▸ TASK ITEM
Each line from the start of the listing below through the line containing "together so callers" should be reproduced exactly, with no others.

########################################

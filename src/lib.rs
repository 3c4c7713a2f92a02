//! Workspace umbrella crate for Strana, the string analyzer service.
//!
//! This crate stitches validation, analysis and storage together so callers
//! (the HTTP server, tests, embedding applications) can submit, look up,
//! filter and delete strings through a single API.
//!
//! ```
//! use strana::{submit_value, remove_value, StringStore};
//!
//! let store = StringStore::new();
//! let record = submit_value(&store, "racecar").unwrap();
//! assert!(record.properties.is_palindrome);
//!
//! remove_value(&store, "racecar").unwrap();
//! assert!(store.is_empty().unwrap());
//! ```

pub use analysis::{
    analyze, analyze_properties, character_frequency, hash_text, is_palindrome, length,
    timestamp_now, unique_character_count, validate_value, word_count, AnalysisError,
    AnalyzedString, CharacterFrequency, StringProperties,
};
pub use store::{
    FilterCriteria, FilterOutcome, InMemoryBackend, InterpretedQuery, NaturalLanguageOutcome,
    NaturalLanguageTranslator, QueryError, StoreBackend, StoreError, StringStore,
};

use std::error::Error;
use std::fmt;

/// Errors that can occur while moving a value through the pipeline.
#[derive(Debug, Clone, PartialEq, Eq)]
pub enum PipelineError {
    Analysis(AnalysisError),
    Store(StoreError),
    Query(QueryError),
}

impl fmt::Display for PipelineError {
    fn fmt(&self, f: &mut fmt::Formatter<'_>) -> fmt::Result {
        match self {
            PipelineError::Analysis(err) => write!(f, "{err}"),
            PipelineError::Store(err) => write!(f, "{err}"),
            PipelineError::Query(err) => write!(f, "{err}"),
        }
    }
}

impl Error for PipelineError {
    fn source(&self) -> Option<&(dyn Error + 'static)> {
        match self {
            PipelineError::Analysis(err) => Some(err),
            PipelineError::Store(err) => Some(err),
            PipelineError::Query(err) => Some(err),
        }
    }
}

impl From<AnalysisError> for PipelineError {
    fn from(value: AnalysisError) -> Self {
        PipelineError::Analysis(value)
    }
}

impl From<StoreError> for PipelineError {
    fn from(value: StoreError) -> Self {
        PipelineError::Store(value)
    }
}

impl From<QueryError> for PipelineError {
    fn from(value: QueryError) -> Self {
        match value {
            // Surface store failures under one variant regardless of the path taken.
            QueryError::Store(err) => PipelineError::Store(err),
            other => PipelineError::Query(other),
        }
    }
}

/// Validate, analyze and store `value`.
///
/// Fails with [`AnalysisError::EmptyValue`] for blank input and
/// [`StoreError::Conflict`] if the same value is already stored.
pub fn submit_value(store: &StringStore, value: &str) -> Result<AnalyzedString, PipelineError> {
    let value = validate_value(value).inspect_err(|_| {
        tracing::warn!("rejected empty value");
    })?;
    let record = analyze(value);
    Ok(store.insert(record)?)
}

/// Look up a stored record by its content hash.
pub fn fetch_by_id(store: &StringStore, id: &str) -> Result<AnalyzedString, PipelineError> {
    Ok(store.get(id)?)
}

/// Delete the record for a raw `value`, re-deriving its id from the content.
pub fn remove_value(store: &StringStore, value: &str) -> Result<(), PipelineError> {
    let id = hash_text(value);
    Ok(store.delete(&id)?)
}

/// Apply structured filter criteria to every stored record.
pub fn search(
    store: &StringStore,
    criteria: &FilterCriteria,
) -> Result<FilterOutcome, PipelineError> {
    Ok(store.filter(criteria)?)
}

/// Translate a free-text query and apply the resulting criteria.
pub fn search_natural_language(
    store: &StringStore,
    translator: &NaturalLanguageTranslator,
    query: &str,
) -> Result<NaturalLanguageOutcome, PipelineError> {
    Ok(store.filter_natural_language(translator, query)?)
}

########################################

▸ RESULT FOR THIS TASK
filename src/lib.rs
repository 3c4c7713a2f92a02
//! Workspace umbrella crate for Strana, the string analyzer service.
//!
//! This crate stitches validation, analysis and storage together so callers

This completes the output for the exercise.